The image processing unit 121 of the processing apparatus 120 is configured to: receive the plurality of pieces of environment information sent by the capture unit 112, and generate a surround view and an aerial view based on the plurality of images in the plurality of pieces of environment information.

Optionally, the surround view may be obtained by aligning and splicing the plurality of images in the horizontal or vertical direction. The surround view is usually an image of a wide-angle field of view. The wide-angle field of view herein may be a field of view beyond a range that can be captured by a camera or human eyes, for example, a field of view that exceeds the horizontal direction by 160 degrees or a field of view that exceeds the vertical direction by 175 degrees. It should be understood that a wider field of view of the surround view provides more abundant and comprehensive visual information. In some embodiments, the surround view can show a scene at a 360-degree angle of view.
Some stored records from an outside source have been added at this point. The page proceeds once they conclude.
use std::borrow::Cow;
use std::fmt::Write as _;

use rustc_hash::FxHashMap;

use crate::blocks::{Alignment, Block, BlockKind, ListData, TableData};
use crate::document::Document;
use crate::inline::{Inline, InlineKind};
use crate::source::slice_to_string;

use super::escape::escape_html_into;

/// Hook for fenced code blocks: `(info_string, code) -> Option<html>`.
/// Returning `None` falls back to the default escaped `<pre><code>` form.
/// This is the renderer's only extension point.
pub type CodeBlockHook = Box<dyn Fn(&str, &str) -> Option<String>>;

#[derive(Default)]
pub struct RenderOptions {
    pub code_block_hook: Option<CodeBlockHook>,
}

pub fn render_html(doc: &Document) -> String {
    render_html_with(doc, &RenderOptions::default())
}

pub fn render_html_with(doc: &Document, opts: &RenderOptions) -> String {
    let mut ctx = Ctx::collect(doc, opts);
    let mut out = String::with_capacity(doc.span.len() + doc.span.len() / 2);
    render_blocks(&mut ctx, &doc.blocks, false, &mut out);
    ctx.render_footnote_section(&mut out);
    out
}

struct LinkRef {
    dest: String,
    title: Option<String>,
}

struct Ctx<'a> {
    doc: &'a Document,
    opts: &'a RenderOptions,
    refs: FxHashMap<String, LinkRef>,
    /// Footnote labels in definition order, with their block children.
    footnotes: Vec<(String, &'a [Block])>,
    footnote_index: FxHashMap<String, usize>,
}

impl<'a> Ctx<'a> {
    fn collect(doc: &'a Document, opts: &'a RenderOptions) -> Self {
        let mut ctx = Ctx {
            doc,
            opts,
            refs: FxHashMap::default(),
            footnotes: Vec::new(),
            footnote_index: FxHashMap::default(),
        };
        collect_defs(doc, &doc.blocks, &mut ctx);
        ctx
    }

    fn render_footnote_section(&mut self, out: &mut String) {
        if self.footnotes.is_empty() {
            return;
        }
        out.push_str("<section class=\"footnotes\">\n<ol>\n");
        let footnotes = std::mem::take(&mut self.footnotes);
        for (label, children) in &footnotes {
            out.push_str("<li id=\"fn-");
            escape_html_into(out, label);
            out.push_str("\">\n");
            render_blocks(self, children, false, out);
            out.push_str("<a href=\"#fnref-");
            escape_html_into(out, label);
            out.push_str("\" class=\"footnote-backref\">\u{21a9}</a>\n</li>\n");
        }
        out.push_str("</ol>\n</section>\n");
    }
}

fn collect_defs<'a>(doc: &'a Document, blocks: &'a [Block], ctx: &mut Ctx<'a>) {
    for block in blocks {
        match &block.kind {
            BlockKind::LinkRefDef { label, dest, title } => {
                let key = normalize_label(&slice_to_string(doc.source(), *label));
                ctx.refs.entry(key).or_insert_with(|| LinkRef {
                    dest: dest.clone(),
                    title: title.clone(),
                });
            }
            BlockKind::FootnoteDefinition { label, children } => {
                let key = normalize_label(label);
                if !ctx.footnote_index.contains_key(&key) {
                    ctx.footnote_index.insert(key, ctx.footnotes.len());
                    ctx.footnotes.push((label.clone(), children));
                }
            }
            BlockKind::BlockQuote { children } => collect_defs(doc, children, ctx),
            BlockKind::List(data) => {
                for item in &data.items {
                    collect_defs(doc, &item.children, ctx);
                }
            }
            _ => {}
        }
    }
}

/// Case-folds and whitespace-normalizes a reference label for lookup.
pub(crate) fn normalize_label(label: &str) -> String {
    let mut out = String::with_capacity(label.len());
    let mut in_space = false;
    for c in label.trim().chars() {
        if c.is_whitespace() {
            if !in_space {
                out.push(' ');
                in_space = true;
            }
        } else {
            in_space = false;
            for lc in c.to_lowercase() {
                out.push(lc);
            }
        }
    }
    out
}

fn render_blocks(ctx: &mut Ctx, blocks: &[Block], tight: bool, out: &mut String) {
    for block in blocks {
        render_block(ctx, block, tight, out);
    }
}

fn render_block(ctx: &mut Ctx, block: &Block, tight: bool, out: &mut String) {
    match &block.kind {
        BlockKind::BlankLines { .. }
        | BlockKind::LinkRefDef { .. }
        | BlockKind::FootnoteDefinition { .. } => {}
        BlockKind::Paragraph { inlines } => {
            if tight {
                render_inlines(ctx, inlines, out);
            } else {
                out.push_str("<p>");
                render_inlines(ctx, inlines, out);
                out.push_str("</p>\n");
            }
        }
        BlockKind::Heading { level, inlines, .. } => {
            let _ = write!(out, "<h{level}>");
            render_inlines(ctx, inlines, out);
            let _ = write!(out, "</h{level}>\n");
        }
        BlockKind::FencedCode { info, body, .. } => {
            let info_text = slice_to_string(ctx.doc.source(), *info);
            let code = body_text(ctx.doc, body);
            if let Some(hook) = &ctx.opts.code_block_hook {
                if let Some(html) = hook(&info_text, &code) {
                    out.push_str(&html);
                    return;
                }
            }
            out.push_str("<pre><code");
            let lang = info_text.split_whitespace().next().unwrap_or("");
            if !lang.is_empty() {
                out.push_str(" class=\"language-");
                escape_html_into(out, lang);
                out.push('"');
            }
            out.push('>');
            escape_html_into(out, &code);
            out.push_str("</code></pre>\n");
        }
        BlockKind::IndentedCode { body } => {
            out.push_str("<pre><code>");
            escape_html_into(out, &body_text(ctx.doc, body));
            out.push_str("</code></pre>\n");
        }
        BlockKind::ThematicBreak { .. } => out.push_str("<hr />\n"),
        BlockKind::BlockQuote { children } => {
            out.push_str("<blockquote>\n");
            render_blocks(ctx, children, false, out);
            out.push_str("</blockquote>\n");
        }
        BlockKind::List(data) => render_list(ctx, data, out),
        BlockKind::HtmlBlock { lines } => {
            for line in lines {
                out.push_str(&slice_to_string(ctx.doc.source(), *line));
                out.push('\n');
            }
        }
        BlockKind::Table(data) => render_table(ctx, data, out),
    }
}

fn body_text(doc: &Document, body: &[crate::source::Span]) -> String {
    let mut code = String::new();
    for line in body {
        code.push_str(&slice_to_string(doc.source(), *line));
        code.push('\n');
    }
    code
}

fn render_list(ctx: &mut Ctx, data: &ListData, out: &mut String) {
    if data.ordered {
        if data.start == 1 {
            out.push_str("<ol>\n");
        } else {
            let _ = write!(out, "<ol start=\"{}\">\n", data.start);
        }
    } else {
        out.push_str("<ul>\n");
    }
    for item in &data.items {
        out.push_str("<li>");
        match item.checked {
            Some(true) => out.push_str("<input type=\"checkbox\" checked=\"\" disabled=\"\" /> "),
            Some(false) => out.push_str("<input type=\"checkbox\" disabled=\"\" /> "),
            None => {}
        }
        if data.tight {
            for child in &item.children {
                if !matches!(child.kind, BlockKind::Paragraph { .. }) {
                    out.push('\n');
                }
                render_block(ctx, child, true, out);
            }
        } else {
            out.push('\n');
            render_blocks(ctx, &item.children, false, out);
        }
        out.push_str("</li>\n");
    }
    out.push_str(if data.ordered { "</ol>\n" } else { "</ul>\n" });
}

fn render_table(ctx: &mut Ctx, data: &TableData, out: &mut String) {
    let align_attr = |a: Alignment| match a {
        Alignment::None => "",
        Alignment::Left => " align=\"left\"",
        Alignment::Center => " align=\"center\"",
        Alignment::Right => " align=\"right\"",
    };
    out.push_str("<table>\n<thead>\n<tr>\n");
    for (i, cell) in data.header.iter().enumerate() {
        let align = data.alignments.get(i).copied().unwrap_or(Alignment::None);
        let _ = write!(out, "<th{}>", align_attr(align));
        render_inlines(ctx, &cell.inlines, out);
        out.push_str("</th>\n");
    }
    out.push_str("</tr>\n</thead>\n");
    if !data.rows.is_empty() {
        out.push_str("<tbody>\n");
        for row in &data.rows {
            out.push_str("<tr>\n");
            for (i, cell) in row.iter().enumerate() {
                let align = data.alignments.get(i).copied().unwrap_or(Alignment::None);
                let _ = write!(out, "<td{}>", align_attr(align));
                render_inlines(ctx, &cell.inlines, out);
                out.push_str("</td>\n");
            }
            out.push_str("</tr>\n");
        }
        out.push_str("</tbody>\n");
    }
    out.push_str("</table>\n");
}

fn render_inlines(ctx: &mut Ctx, inlines: &[Inline], out: &mut String) {
    for inline in inlines {
        render_inline(ctx, inline, out);
    }
}

fn render_inline(ctx: &mut Ctx, inline: &Inline, out: &mut String) {
    match &inline.kind {
        InlineKind::Text { literal } => {
            let text = match literal {
                Some(l) => Cow::Borrowed(&**l),
                None => Cow::Owned(slice_to_string(ctx.doc.source(), inline.span)),
            };
            escape_html_into(out, &text);
        }
        InlineKind::SoftBreak => out.push('\n'),
        InlineKind::HardBreak => out.push_str("<br />\n"),
        InlineKind::Code { literal, .. } => {
            out.push_str("<code>");
            escape_html_into(out, literal);
            out.push_str("</code>");
        }
        InlineKind::Emphasis { children, .. } => {
            out.push_str("<em>");
            render_inlines(ctx, children, out);
            out.push_str("</em>");
        }
        InlineKind::Strong { children, .. } => {
            out.push_str("<strong>");
            render_inlines(ctx, children, out);
            out.push_str("</strong>");
        }
        InlineKind::Strikethrough { children } => {
            out.push_str("<del>");
            render_inlines(ctx, children, out);
            out.push_str("</del>");
        }
        InlineKind::Link {
            dest,
            title,
            children,
        } => render_link(ctx, dest, title.as_deref(), children, out),
        InlineKind::Image {
            dest,
            title,
            children,
        } => render_image(ctx, dest, title.as_deref(), children, out),
        InlineKind::RefLink { label, children } => {
            match ctx.refs.get(&normalize_label(label)) {
                Some(r) => {
                    let (dest, title) = (r.dest.clone(), r.title.clone());
                    render_link(ctx, &dest, title.as_deref(), children, out);
                }
                None => {
                    // Unresolved: fall back to the literal source text.
                    escape_html_into(out, &slice_to_string(ctx.doc.source(), inline.span));
                }
            }
        }
        InlineKind::RefImage { label, children } => {
            match ctx.refs.get(&normalize_label(label)) {
                Some(r) => {
                    let (dest, title) = (r.dest.clone(), r.title.clone());
                    render_image(ctx, &dest, title.as_deref(), children, out);
                }
                None => {
                    escape_html_into(out, &slice_to_string(ctx.doc.source(), inline.span));
                }
            }
        }
        InlineKind::Autolink { url, email } => {
            out.push_str("<a href=\"");
            if *email {
                out.push_str("mailto:");
            }
            escape_html_into(out, url);
            out.push_str("\">");
            escape_html_into(out, url);
            out.push_str("</a>");
        }
        InlineKind::HtmlInline { literal } => out.push_str(literal),
        InlineKind::FootnoteReference { label } => {
            match ctx.footnote_index.get(&normalize_label(label)) {
                Some(&idx) => {
                    out.push_str("<sup class=\"footnote-ref\"><a href=\"#fn-");
                    escape_html_into(out, label);
                    out.push_str("\" id=\"fnref-");
                    escape_html_into(out, label);
                    let _ = write!(out, "\">{}</a></sup>", idx + 1);
                }
                None => {
                    escape_html_into(out, &slice_to_string(ctx.doc.source(), inline.span));
                }
            }
        }
    }
}

fn render_link(ctx: &mut Ctx, dest: &str, title: Option<&str>, children: &[Inline], out: &mut String) {
    out.push_str("<a href=\"");
    escape_html_into(out, dest);
    out.push('"');
    if let Some(title) = title {
        out.push_str(" title=\"");
        escape_html_into(out, title);
        out.push('"');
    }
    out.push('>');
    render_inlines(ctx, children, out);
    out.push_str("</a>");
}

fn render_image(ctx: &mut Ctx, dest: &str, title: Option<&str>, children: &[Inline], out: &mut String) {
    out.push_str("<img src=\"");
    escape_html_into(out, dest);
    out.push_str("\" alt=\"");
    let mut alt = String::new();
    plain_text(ctx, children, &mut alt);
    escape_html_into(out, &alt);
    out.push('"');
    if let Some(title) = title {
        out.push_str(" title=\"");
        escape_html_into(out, title);
        out.push('"');
    }
    out.push_str(" />");
}

/// Flattens inline children to plain text, for image alt attributes.
fn plain_text(ctx: &Ctx, inlines: &[Inline], out: &mut String) {
    for inline in inlines {
        match &inline.kind {
            InlineKind::Text { literal } => match literal {
                Some(l) => out.push_str(l),
                None => out.push_str(&slice_to_string(ctx.doc.source(), inline.span)),
            },
            InlineKind::Code { literal, .. } => out.push_str(literal),
            InlineKind::SoftBreak | InlineKind::HardBreak => out.push(' '),
            InlineKind::Autolink { url, .. } => out.push_str(url),
            _ => {
                if let Some(children) = inline.children() {
                    plain_text(ctx, children, out);
                }
            }
        }
    }
}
It should be understood that, if there are notches or inconsecutive gaps between two images, the notches or the inconsecutive gaps may be filled by using the image processing technology. The image processing technology herein may include but is not limited to methods such as pixel interpolation, Poisson reconstruction, texture synthesis, image repair, and deep learning. For example, a value of a missing pixel may be calculated based on a pixel around the missing pixel by using a linear interpolation method or a quadratic interpolation method, and then the value of the missing pixel is filled into a missing area, or an AI model is trained according to the deep learning method, so that the AI model has a capability of predicting the missing area. The foregoing example is used for description. This is not specifically limited in this application.
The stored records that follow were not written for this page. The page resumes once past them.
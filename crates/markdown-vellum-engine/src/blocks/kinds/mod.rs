//! Block-specific types that own their syntax knowledge.
//!
//! Each construct's delimiters and recognizers live with the type that
//! represents it; the classifier and builder call these helpers and never
//! hardcode marker characters themselves.

pub mod block_quote;
pub mod code_fence;
pub mod footnote;
pub mod heading;
pub mod html_block;
pub mod link_ref_def;
pub mod list;
pub mod table;
pub mod thematic_break;

pub use block_quote::BlockQuote;
pub use code_fence::{CodeFence, FenceSig};
pub use footnote::FootnoteDef;
pub use heading::{AtxHeading, SetextUnderline};
pub use html_block::{HtmlBlockEnd, HtmlBlockStart};
pub use link_ref_def::RefDefLine;
pub use list::ListMarker;
pub use table::TableRow;
pub use thematic_break::ThematicBreakLine;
Optionally, the aerial view is an image showing a full view of a scene or a region from a top view angle, and is similar to observing the ground from a bird's angle of view. The angle of view may provide a wider and more comprehensive field of view. In a specific implementation, the aerial view may be an image obtained by projecting pictures at a plurality of angles of view on a plane by using an inverse perspective mapping (IPM) technology, or may be obtained by using another technical means. For example, after a three-dimensional model is constructed by using a three-dimensional reconstruction technology, the aerial view is obtained through rendering from the top view angle. It should be understood that the foregoing example is used for description. This is not specifically limited in this application. The aerial view may be generated based on a plurality of images, or may be generated based on the surround view. In other words, the aerial view and the surround view may be processed and generated in parallel based on the plurality of images; or the surround view may be generated first, and then the aerial view may be generated. This is not specifically limited in this application.

It may be understood that, based on the aerial view and the surround view, a visual feature that is of the device on which the motion apparatus 110 is located and that is at an all-round angle of view may be obtained, so that the visual feature obtained by the motion apparatus 110 is more comprehensive, and navigation information generated based on the visual feature is more accurate.
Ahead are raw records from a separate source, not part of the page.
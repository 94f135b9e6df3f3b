//! # markdown-vellum-engine
//!
//! A Markdown parser/serializer built around a **lossless concrete syntax
//! tree** and **block-level incremental reparsing**, aimed at real-time
//! editors: a keystroke reparses only the affected blocks, and serializing
//! an unedited tree reproduces the input byte for byte (marker choices,
//! fence lengths, indentation and blank runs included).
//!
//! ## Usage
//!
//! ```
//! use markdown_vellum_engine::{parse, render_html, serialize, EditInfo, parse_incremental};
//!
//! let src = "# Hello\n\nSome *text*.\n";
//! let doc = parse(src);
//! assert_eq!(serialize(&doc), src);
//! assert!(render_html(&doc).starts_with("<h1>Hello</h1>"));
//!
//! // One keystroke: insert "!" after "Hello".
//! let new_src = "# Hello!\n\nSome *text*.\n";
//! let updated = parse_incremental(&doc, src, new_src, EditInfo::insert(7, 1));
//! assert_eq!(serialize(&updated), new_src);
//! ```
//!
//! The source of truth is an `xi_rope::Rope` owned by the [`Document`];
//! every node carries an absolute byte [`Span`] into it. Parsing never
//! fails: malformed input degrades to paragraphs, and the incremental
//! driver falls back to a full reparse rather than surfacing an error.

pub mod blocks;
pub mod document;
pub mod editing;
pub mod inline;
pub mod invariants;
pub mod mdast;
pub mod render;
pub mod serialize;
pub mod source;

pub use blocks::{Alignment, Block, BlockKind, HeadingStyle, ListData, ListItem, TableCell, TableData};
pub use document::{parse, Document};
pub use editing::{parse_incremental, EditInfo, MarkdownHandle};
pub use inline::{Inline, InlineKind};
pub use mdast::{to_mdast, MdastNode};
pub use render::{render_html, render_html_with, CodeBlockHook, RenderOptions};
pub use serialize::{serialize, write_markdown};
pub use source::Span;
//! Fallback registry.
//!
//! # Responsibilities
//! - Map operation names to fallback strategies
//! - Turn an exhausted failure into a `FallbackResult`
//!
//! # Design Decisions
//! - Strategies are synchronous; they must never reach the protected dependency
//! - The registry is filled at startup and read-only afterwards
//! - A missing strategy means the original error is returned unchanged

use std::collections::HashMap;
use std::sync::Arc;

use serde_json::Value;

use crate::fallback::types::FallbackResult;
use crate::resilience::ResilienceError;

/// What a strategy sees when asked for a substitute.
#[derive(Debug, Clone, Copy)]
pub struct FallbackContext<'a> {
    pub operation: &'a str,
    pub dependency: &'a str,
    pub request: &'a Value,
    pub error: &'a ResilienceError,
}

/// Substitute payload and its confidence.
#[derive(Debug, Clone, PartialEq)]
pub struct FallbackPayload {
    pub payload: Value,
    pub confidence: f64,
}

impl FallbackPayload {
    pub fn new(payload: Value, confidence: f64) -> Self {
        Self { payload, confidence }
    }
}

/// Produces a degraded result for one operation.
pub trait FallbackStrategy: Send + Sync {
    fn generate(&self, ctx: &FallbackContext<'_>) -> FallbackPayload;
}

impl<F> FallbackStrategy for F
where
    F: Fn(&FallbackContext<'_>) -> FallbackPayload + Send + Sync,
{
    fn generate(&self, ctx: &FallbackContext<'_>) -> FallbackPayload {
        self(ctx)
    }
}

/// Always returns the same payload.
#[derive(Debug, Clone)]
pub struct StaticFallback {
    payload: Value,
    confidence: f64,
}

impl StaticFallback {
    pub fn new(payload: Value, confidence: f64) -> Self {
        Self { payload, confidence }
    }
}

impl FallbackStrategy for StaticFallback {
    fn generate(&self, _ctx: &FallbackContext<'_>) -> FallbackPayload {
        FallbackPayload::new(self.payload.clone(), self.confidence)
    }
}

/// Operation name → strategy.
#[derive(Clone, Default)]
pub struct FallbackRegistry {
    strategies: HashMap<String, Arc<dyn FallbackStrategy>>,
}

impl FallbackRegistry {
    pub fn new() -> Self {
        Self::default()
    }

    /// Register (or replace) the strategy for `operation`.
    pub fn register(&mut self, operation: impl Into<String>, strategy: impl FallbackStrategy + 'static) -> &mut Self {
        let operation = operation.into();
        if self.strategies.insert(operation.clone(), Arc::new(strategy)).is_some() {
            tracing::warn!(operation = %operation, "Replacing registered fallback");
        }
        self
    }

    /// Register a closure as the strategy for `operation`.
    pub fn register_fn<F>(&mut self, operation: impl Into<String>, f: F) -> &mut Self
    where
        F: Fn(&FallbackContext<'_>) -> FallbackPayload + Send + Sync + 'static,
    {
        self.register(operation, f)
    }

    pub fn contains(&self, operation: &str) -> bool {
        self.strategies.contains_key(operation)
    }

    pub fn len(&self) -> usize {
        self.strategies.len()
    }

    pub fn is_empty(&self) -> bool {
        self.strategies.is_empty()
    }

    /// Produce a fallback result, or `None` when nothing is registered.
    pub fn resolve(&self, ctx: &FallbackContext<'_>) -> Option<FallbackResult> {
        let strategy = self.strategies.get(ctx.operation)?;
        let generated = strategy.generate(ctx);

        Some(FallbackResult::new(
            ctx.operation,
            generated.payload,
            generated.confidence,
            ctx.error.to_string(),
        ))
    }
}

impl std::fmt::Debug for FallbackRegistry {
    fn fmt(&self, f: &mut std::fmt::Formatter<'_>) -> std::fmt::Result {
        let mut operations: Vec<_> = self.strategies.keys().collect();
        operations.sort();
        f.debug_struct("FallbackRegistry").field("operations", &operations).finish()
    }
}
The feature extraction unit 122 of the processing apparatus 120 is configured to: perform feature extraction on the surround view and the aerial view to obtain a first feature and a second feature, and then send the first feature and the second feature to the inference unit 123.

In a possible implementation, the surround view and the aerial view may be input into a feature extraction network, to obtain the first feature and the second feature. The feature extraction network includes a first network and a second network. Input data of the first network includes the surround view, and output data includes the first feature. Input data of the second network includes the aerial view, and output data includes the second feature.

Optionally, the input data of the second network may further include the surround view, in other words, the input data of the second network includes the aerial view and the surround view, and the output data includes the second feature. It should be understood that a visual feature of the aerial view is extracted based on the surround view, so that information included in the second feature is more comprehensive, and navigation information generated based on the information is more accurate.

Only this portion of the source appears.